Often when we think of accessibility, we think of a world that is mindful to the needs of others and one that creates an even playing field for everyone. Accessibility requirements in the physical world are so ingrained in our everyday lives that as we go about our business, we hardly even recognize that they are there. Rules and requirements are in place to accommodate and be mindful of such needs. In the digital world, accessibility requirements are becoming a central part of the design process. This is not only excluded to website but digital products of any kind. The web has given billions of people a level of access to information, entertainment, goods and services, and human connection that previous generations could hardly imagine.
But not everyone can make use of the web equally. People with visual or physical impairments depend on technological aids to complete online tasks and those aids succeed only insofar as web developers use or support them. Tricky page layouts can confuse screen readers, and someone using these tools can even have trouble making sense of content on the page. There is so much that can go into the design process when considering all the potential accessibility needs. Due to the Americans with Disabilities Act (ADA) being applied to websites, this has become an increasingly important issue for website owners.
Web accessibility requires a shift in how everyone perceives the world around us. For designers, developers, and online business it is the ability to stop seeing barriers and start looking for new ways to open doors. Originally, we were not expected to design for everyone but there is more of a need than ever to make sure your site or product can function on multiple levels and for some this can be an unexpected roadblock. However, if you’re curious and creative, there are endless opportunities for developers to make the web work for all people. User experience and accessibility experiences are human experience design opportunities.
Some web accessibility providers can bring a site up to standards pretty quickly. Many start with installing a short portion of code or plugin to support web accessibility needs throughout the site. Others use this an opportunity to configure a site that works on more than one basic level. Either way accessibility should be top of mind when building a digital experience. What it comes down to is being mindful of accessibility needs while not isolating or forgetting about the vas majority of users who will be using your site. This later becomes a balancing act of wanting your site to be ADA compliant and retaining an experience that can appeal to everyone.

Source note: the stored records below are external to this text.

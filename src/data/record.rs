//! Monitor records as delivered by a data source.

use chrono::NaiveDateTime;
use serde::{Deserialize, Serialize};

/// Side of a monitored position.
#[derive(Debug, Clone, Copy, PartialEq, Eq, Default, Serialize, Deserialize)]
#[serde(rename_all = "lowercase")]
pub enum Direction {
    /// Buy-side: triggers when the bid drops below the monitor price.
    Long,
    /// Sell-side: triggers when the ask rises above the monitor price.
    Short,
    /// Anything the backend sent that is neither `long` nor `short`.
    #[default]
    #[serde(other)]
    Unknown,
}

impl Direction {
    /// Returns the display label for this direction.
    pub fn label(&self) -> &'static str {
        match self {
            Direction::Long => "Long",
            Direction::Short => "Short",
            Direction::Unknown => "?",
        }
    }
}

/// A snapshot of one monitored pair: the registered trigger price next to
/// the latest market quotes.
///
/// Records are immutable once fetched. A new fetch replaces the whole set.
#[derive(Debug, Clone, PartialEq, Serialize)]
pub struct MonitorRecord {
    pub pair: String,
    pub direction: Direction,
    /// Price at which monitoring was registered.
    pub monitor_price: f64,
    /// When monitoring was registered, in local wall-clock time.
    pub monitor_timestamp: Option<NaiveDateTime>,
    pub current_ask_price: f64,
    pub current_bid_price: f64,
    /// Latest close price; the price diff is measured against this.
    pub current_close: f64,
    /// Remaining validity in seconds. Negative when the backend key has no expiry.
    pub ttl_seconds: f64,
}

impl MonitorRecord {
    /// Create a record with the given pair, direction and prices.
    ///
    /// Ask and bid default to the close price, the timestamp to `None`
    /// and the TTL to zero.
    pub fn new(pair: &str, direction: Direction, monitor_price: f64, current_close: f64) -> Self {
        Self {
            pair: pair.to_string(),
            direction,
            monitor_price,
            monitor_timestamp: None,
            current_ask_price: current_close,
            current_bid_price: current_close,
            current_close,
            ttl_seconds: 0.0,
        }
    }

    pub fn with_ttl(mut self, ttl_seconds: f64) -> Self {
        self.ttl_seconds = ttl_seconds;
        self
    }

    pub fn with_quotes(mut self, ask: f64, bid: f64) -> Self {
        self.current_ask_price = ask;
        self.current_bid_price = bid;
        self
    }

    pub fn with_timestamp(mut self, timestamp: NaiveDateTime) -> Self {
        self.monitor_timestamp = Some(timestamp);
        self
    }
}
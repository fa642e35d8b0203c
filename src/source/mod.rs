//! Data source abstraction for receiving monitor records.
//!
//! This module provides a trait-based abstraction for fetching monitor
//! records from various sources (the HTTP backend, a JSON file, an
//! in-memory channel).

mod channel;
mod file;
mod http;
pub mod wire;

pub use channel::ChannelSource;
pub use file::FileSource;
pub use http::{HttpSource, MonitorClient};
pub use wire::{MonitorResponse, PairData, PairMonitorData, PairMonitorDetail};

use std::fmt::Debug;

use crate::data::MonitorRecord;

/// Prefix that matches every pair.
pub const MATCH_ALL: &str = "*";

/// Normalize a user-entered prefix: blank input means "all pairs".
pub fn normalize_prefix(prefix: &str) -> String {
    let prefix = prefix.trim();
    if prefix.is_empty() {
        MATCH_ALL.to_string()
    } else {
        prefix.to_string()
    }
}

/// Trait for receiving monitor records from various sources.
///
/// Each successful fetch yields the complete record set for the current
/// prefix; it replaces whatever was fetched before.
///
/// # Example
///
/// ```
/// use pairwatch::{FileSource, DataSource};
///
/// let mut source = FileSource::new("monitor.json");
/// if let Some(records) = source.poll() {
///     println!("Got {} records", records.len());
/// }
/// ```
pub trait DataSource: Send + Debug {
    /// Poll for the latest fetch result.
    ///
    /// Returns `Some(records)` if a new fetch completed, `None` otherwise.
    /// This method should be non-blocking.
    fn poll(&mut self) -> Option<Vec<MonitorRecord>>;

    /// Returns a human-readable description of the source.
    ///
    /// Used for display in the TUI status bar.
    fn description(&self) -> &str;

    /// Returns the error message of the last failed fetch, if the source
    /// has not recovered since.
    fn error(&self) -> Option<String>;

    /// The pair prefix currently requested.
    fn prefix(&self) -> &str;

    /// Change the pair prefix and fetch again as soon as possible.
    ///
    /// Blank input resets to [`MATCH_ALL`].
    fn set_prefix(&mut self, prefix: &str);

    /// Request a fetch with the current prefix as soon as possible.
    fn refresh(&mut self);
}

In general, keeping your website, mobile app and business ADA-compliant offers many benefits as it saves you and your business money, time and allows you to reach a wider audience. A recent study by Forbes estimates “more than 1 billion people — 15% of the world’s population — have disabilities. That’s 25% ofAmerican adults, or 61 million people, who spend over $200 billion annually.Globally, an estimate of the disability market is nearly $7 trillion.” This means if provided the right resources, a large population of the world is ready to give you their business. Ultimately proving that the new age of digital accessibility can be a win-win for everyone.